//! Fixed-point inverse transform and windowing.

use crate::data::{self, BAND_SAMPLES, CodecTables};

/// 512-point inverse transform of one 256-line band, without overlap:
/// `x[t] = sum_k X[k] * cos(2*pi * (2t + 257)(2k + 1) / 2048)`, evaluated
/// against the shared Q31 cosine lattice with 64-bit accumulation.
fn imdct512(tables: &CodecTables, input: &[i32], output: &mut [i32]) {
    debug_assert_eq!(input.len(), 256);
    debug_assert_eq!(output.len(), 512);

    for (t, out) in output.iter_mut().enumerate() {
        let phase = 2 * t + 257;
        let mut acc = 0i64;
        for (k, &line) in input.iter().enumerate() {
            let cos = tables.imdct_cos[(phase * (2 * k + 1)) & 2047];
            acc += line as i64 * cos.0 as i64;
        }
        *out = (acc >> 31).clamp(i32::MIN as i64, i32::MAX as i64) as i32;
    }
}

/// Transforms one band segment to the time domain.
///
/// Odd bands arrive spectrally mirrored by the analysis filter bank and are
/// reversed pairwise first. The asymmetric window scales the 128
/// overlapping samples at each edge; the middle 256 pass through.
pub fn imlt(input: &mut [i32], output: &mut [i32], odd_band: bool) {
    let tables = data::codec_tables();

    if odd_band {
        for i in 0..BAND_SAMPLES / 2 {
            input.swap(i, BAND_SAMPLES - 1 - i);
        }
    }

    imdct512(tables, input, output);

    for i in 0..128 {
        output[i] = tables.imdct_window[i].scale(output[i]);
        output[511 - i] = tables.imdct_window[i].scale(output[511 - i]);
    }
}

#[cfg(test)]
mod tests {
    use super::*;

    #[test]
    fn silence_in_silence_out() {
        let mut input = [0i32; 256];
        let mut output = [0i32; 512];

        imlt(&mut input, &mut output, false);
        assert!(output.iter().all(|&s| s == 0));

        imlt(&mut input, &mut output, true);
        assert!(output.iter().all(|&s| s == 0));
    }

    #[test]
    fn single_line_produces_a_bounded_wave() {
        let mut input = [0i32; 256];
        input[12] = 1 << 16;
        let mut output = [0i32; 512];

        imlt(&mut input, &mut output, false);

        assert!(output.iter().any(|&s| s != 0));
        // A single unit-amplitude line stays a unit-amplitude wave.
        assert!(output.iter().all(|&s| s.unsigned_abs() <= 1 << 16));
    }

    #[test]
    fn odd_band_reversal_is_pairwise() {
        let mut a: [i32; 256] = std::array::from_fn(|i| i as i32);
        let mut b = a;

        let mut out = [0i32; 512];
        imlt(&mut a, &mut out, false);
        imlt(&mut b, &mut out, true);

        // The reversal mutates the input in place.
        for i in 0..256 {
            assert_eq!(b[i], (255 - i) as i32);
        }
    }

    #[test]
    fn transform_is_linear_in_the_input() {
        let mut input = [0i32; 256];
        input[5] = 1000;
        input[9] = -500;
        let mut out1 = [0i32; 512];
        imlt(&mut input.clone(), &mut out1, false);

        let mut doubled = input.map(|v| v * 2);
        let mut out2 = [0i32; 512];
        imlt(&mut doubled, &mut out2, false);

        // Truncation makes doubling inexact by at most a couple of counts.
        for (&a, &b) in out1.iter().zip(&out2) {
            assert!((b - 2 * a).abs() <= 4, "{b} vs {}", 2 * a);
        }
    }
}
:::::
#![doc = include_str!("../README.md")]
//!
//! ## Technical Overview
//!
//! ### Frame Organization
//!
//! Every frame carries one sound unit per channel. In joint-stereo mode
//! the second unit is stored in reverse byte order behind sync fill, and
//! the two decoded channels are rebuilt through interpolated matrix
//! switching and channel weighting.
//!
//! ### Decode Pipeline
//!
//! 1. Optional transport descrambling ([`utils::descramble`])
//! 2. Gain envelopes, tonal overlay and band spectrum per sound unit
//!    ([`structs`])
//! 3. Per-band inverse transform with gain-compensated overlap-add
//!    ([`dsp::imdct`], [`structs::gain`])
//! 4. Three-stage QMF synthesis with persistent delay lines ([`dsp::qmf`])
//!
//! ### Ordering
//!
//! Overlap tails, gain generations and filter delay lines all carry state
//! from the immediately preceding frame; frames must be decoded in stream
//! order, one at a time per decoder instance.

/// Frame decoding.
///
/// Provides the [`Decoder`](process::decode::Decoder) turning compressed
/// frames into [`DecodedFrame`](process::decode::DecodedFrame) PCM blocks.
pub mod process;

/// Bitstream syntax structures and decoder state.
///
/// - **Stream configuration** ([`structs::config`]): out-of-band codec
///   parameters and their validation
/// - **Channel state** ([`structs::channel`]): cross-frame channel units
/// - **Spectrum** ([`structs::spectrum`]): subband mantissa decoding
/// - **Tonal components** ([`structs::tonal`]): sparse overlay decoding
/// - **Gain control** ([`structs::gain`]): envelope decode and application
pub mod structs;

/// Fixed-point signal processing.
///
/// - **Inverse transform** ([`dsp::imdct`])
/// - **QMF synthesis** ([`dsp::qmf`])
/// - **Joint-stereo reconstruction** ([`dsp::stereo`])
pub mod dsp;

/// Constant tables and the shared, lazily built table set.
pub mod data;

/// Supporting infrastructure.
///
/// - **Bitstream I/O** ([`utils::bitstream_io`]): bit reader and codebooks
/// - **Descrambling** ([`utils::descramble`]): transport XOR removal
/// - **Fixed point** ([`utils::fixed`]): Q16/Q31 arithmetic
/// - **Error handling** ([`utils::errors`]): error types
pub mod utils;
:::::
• ABOUT THIS TASK
Look through the material above. Copy each line where the word "tonal" appears.

• WRITTEN SOLUTION
//! 2. Gain envelopes, tonal overlay and band spectrum per sound unit
/// - **Tonal components** ([`structs::tonal`]): sparse overlay decoding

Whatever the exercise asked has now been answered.